====== DATASET ENTRIES

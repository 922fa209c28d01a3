//! Coterie admin server entry point.

use std::net::SocketAddr;
use std::sync::Arc;

use axum::{Router, middleware};
use coterie_api::{middleware::AppState, router as api_router};
use coterie_common::{Config, IdentityConfig, StoreConfig};
use coterie_core::{AuditRecorder, AuthorizationService, CascadeExecutor, UserDeletionService};
use coterie_store::{
    DocumentStore, HttpIdentityProvider, IdentityProvider, MemoryIdentityProvider, MemoryStore,
    RedisStore,
};
use fred::prelude::*;
use tokio::signal;
use tower_http::{
    cors::{Any, CorsLayer},
    trace::TraceLayer,
};
use tracing::info;
use tracing_subscriber::{layer::SubscriberExt, util::SubscriberInitExt};

/// Waits for SIGINT or SIGTERM (Ctrl+C only on non-Unix targets).
async fn shutdown_signal() {
    let ctrl_c = async {
        signal::ctrl_c()
            .await
            .expect("failed to install Ctrl+C handler");
    };

    #[cfg(unix)]
    let terminate = async {
        signal::unix::signal(signal::unix::SignalKind::terminate())
            .expect("failed to install signal handler")
            .recv()
            .await;
    };

    #[cfg(not(unix))]
    let terminate = std::future::pending::<()>();

    tokio::select! {
        () = ctrl_c => {
            info!("Received SIGINT, initiating graceful shutdown...");
        },
        () = terminate => {
            info!("Received SIGTERM, initiating graceful shutdown...");
        },
    }
}

/// Build the configured document store backend.
async fn build_store(
    config: &StoreConfig,
) -> Result<Arc<dyn DocumentStore>, Box<dyn std::error::Error>> {
    match config {
        StoreConfig::Memory => {
            info!("Using in-memory document store");
            Ok(Arc::new(MemoryStore::new()))
        }
        StoreConfig::Redis { url, prefix } => {
            info!("Connecting to Redis...");
            let redis_config = fred::types::config::Config::from_url(url)?;
            let redis_client = fred::clients::Client::new(redis_config, None, None, None);
            redis_client.connect();
            redis_client.wait_for_connect().await?;
            info!("Connected to Redis document store");
            Ok(Arc::new(RedisStore::new(
                Arc::new(redis_client),
                prefix.clone(),
            )))
        }
    }
}

/// Build the configured identity provider backend.
fn build_identity(config: &IdentityConfig) -> Arc<dyn IdentityProvider> {
    match config {
        IdentityConfig::Memory => {
            info!("Using in-memory identity provider");
            Arc::new(MemoryIdentityProvider::new())
        }
        IdentityConfig::Http {
            base_url,
            api_token,
        } => {
            info!(base_url = %base_url, "Using HTTP identity provider");
            Arc::new(HttpIdentityProvider::new(
                base_url.clone(),
                api_token.clone(),
            ))
        }
    }
}

#[tokio::main]
async fn main() -> Result<(), Box<dyn std::error::Error>> {
    dotenvy::dotenv().ok();

    // Initialize tracing
    tracing_subscriber::registry()
        .with(tracing_subscriber::fmt::layer())
        .with(
            tracing_subscriber::EnvFilter::try_from_default_env()
                .unwrap_or_else(|_| "coterie=debug,tower_http=debug".into()),
        )
        .init();

    info!("Starting coterie admin server...");

    // Load configuration
    let config = Config::load()?;

    let store = build_store(&config.store).await?;
    let identity = build_identity(&config.identity);

    // Wire services
    let authorization_service = AuthorizationService::new(store.clone());
    let audit_recorder = AuditRecorder::new(store.clone());
    let deletion_service = UserDeletionService::new(
        authorization_service.clone(),
        CascadeExecutor::new(store.clone(), identity.clone()),
        audit_recorder.clone(),
    );

    let state = AppState {
        deletion_service,
        authorization_service,
        audit_recorder,
        identity,
    };

    // Build router
    let app = Router::new()
        .nest("/api", api_router())
        .layer(middleware::from_fn_with_state(
            state.clone(),
            coterie_api::middleware::auth_middleware,
        ))
        .layer(TraceLayer::new_for_http())
        .layer(
            CorsLayer::new()
                .allow_origin(Any)
                .allow_methods(Any)
                .allow_headers(Any),
        )
        .with_state(state);

    // Start server with graceful shutdown
    let addr: SocketAddr = format!("{}:{}", config.server.host, config.server.port).parse()?;
    info!("Listening on {}", addr);

    let listener = tokio::net::TcpListener::bind(addr).await?;
    axum::serve(listener, app)
        .with_graceful_shutdown(shutdown_signal())
        .await?;

    info!("Server shutdown complete");
    Ok(())
}
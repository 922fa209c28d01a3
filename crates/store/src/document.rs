//! Document model and the document-store seam.

use async_trait::async_trait;
use serde::{Serialize, de::DeserializeOwned};
use serde_json::{Map, Value};

use coterie_common::{AppError, AppResult};

/// Field name of the store-assigned creation timestamp (RFC 3339).
pub const CREATED_AT_FIELD: &str = "createdAt";

/// Field map of a stored document.
pub type Fields = Map<String, Value>;

/// A document stored in a named collection.
#[derive(Debug, Clone, PartialEq)]
pub struct Document {
    /// Unique key within the collection.
    pub id: String,
    /// Document payload.
    pub fields: Fields,
}

impl Document {
    /// Create a document from an id and its payload.
    #[must_use]
    pub fn new(id: impl Into<String>, fields: Fields) -> Self {
        Self {
            id: id.into(),
            fields,
        }
    }

    /// Borrow a string field, `None` when absent or not a string.
    #[must_use]
    pub fn str_field(&self, name: &str) -> Option<&str> {
        self.fields.get(name).and_then(Value::as_str)
    }

    /// Read a boolean field, `None` when absent or not a boolean.
    #[must_use]
    pub fn bool_field(&self, name: &str) -> Option<bool> {
        self.fields.get(name).and_then(Value::as_bool)
    }

    /// Deserialize the payload into a typed record.
    ///
    /// Fields the record does not declare are ignored, so documents may
    /// carry more data than any single reader consumes.
    pub fn decode<T: DeserializeOwned>(&self) -> AppResult<T> {
        serde_json::from_value(Value::Object(self.fields.clone()))
            .map_err(|e| AppError::Store(format!("malformed document {}: {e}", self.id)))
    }
}

/// Serialize a record into a document field map.
pub fn to_fields<T: Serialize>(record: &T) -> AppResult<Fields> {
    match serde_json::to_value(record) {
        Ok(Value::Object(map)) => Ok(map),
        Ok(_) => Err(AppError::Store(
            "record did not serialize to an object".to_string(),
        )),
        Err(e) => Err(AppError::Store(format!("record serialization failed: {e}"))),
    }
}

/// Collection-scoped primitives of the backing document store.
///
/// One handle is constructed at startup and shared across every service;
/// implementations must be safe for concurrent use. Individual operations
/// are atomic per document, there are no cross-document transactions.
#[async_trait]
pub trait DocumentStore: Send + Sync {
    /// Point lookup by document id.
    async fn get(&self, collection: &str, id: &str) -> AppResult<Option<Document>>;

    /// All documents whose `field` equals `value`.
    async fn find_by_field(
        &self,
        collection: &str,
        field: &str,
        value: &Value,
    ) -> AppResult<Vec<Document>>;

    /// Every document in a collection.
    async fn list(&self, collection: &str) -> AppResult<Vec<Document>>;

    /// Append a new document with a store-assigned id and `createdAt`.
    async fn append(&self, collection: &str, fields: Fields) -> AppResult<Document>;

    /// Overwrite a single field of an existing document.
    ///
    /// Errors when the document does not exist.
    async fn update_field(
        &self,
        collection: &str,
        id: &str,
        field: &str,
        value: Value,
    ) -> AppResult<()>;

    /// Delete a document. Deleting an absent id is a no-op.
    async fn delete(&self, collection: &str, id: &str) -> AppResult<()>;
}
//! Storage seams for the coterie admin service.
//!
//! This crate defines the external stores the service talks to, their
//! backends, and the data model stored in them:
//!
//! - **Document store**: schemaless collections of JSON documents via
//!   [`DocumentStore`], backed in-memory ([`MemoryStore`]) or by Redis
//!   ([`RedisStore`])
//! - **Identity provider**: the separate credential store via
//!   [`IdentityProvider`], backed in-memory ([`MemoryIdentityProvider`])
//!   or by a remote HTTP service ([`HttpIdentityProvider`])
//! - **Data model**: collection names in [`collections`], typed document
//!   views in [`records`]

pub mod collections;
pub mod document;
pub mod identity;
pub mod memory;
pub mod records;
pub mod redis;
pub mod test_utils;

pub use document::{CREATED_AT_FIELD, Document, DocumentStore, Fields, to_fields};
pub use identity::{
    Caller, HttpIdentityProvider, IdentityError, IdentityProvider, MemoryIdentityProvider,
};
pub use memory::MemoryStore;
pub use redis::RedisStore;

============

**INSTRUCTIONS FOR THE TASK**
Copy every line of the entries above in which "tokio" occurs.

**ANSWER FOR THIS EXERCISE**
use tokio::signal;
    tokio::select! {
#[tokio::main]
    let listener = tokio::net::TcpListener::bind(addr).await?;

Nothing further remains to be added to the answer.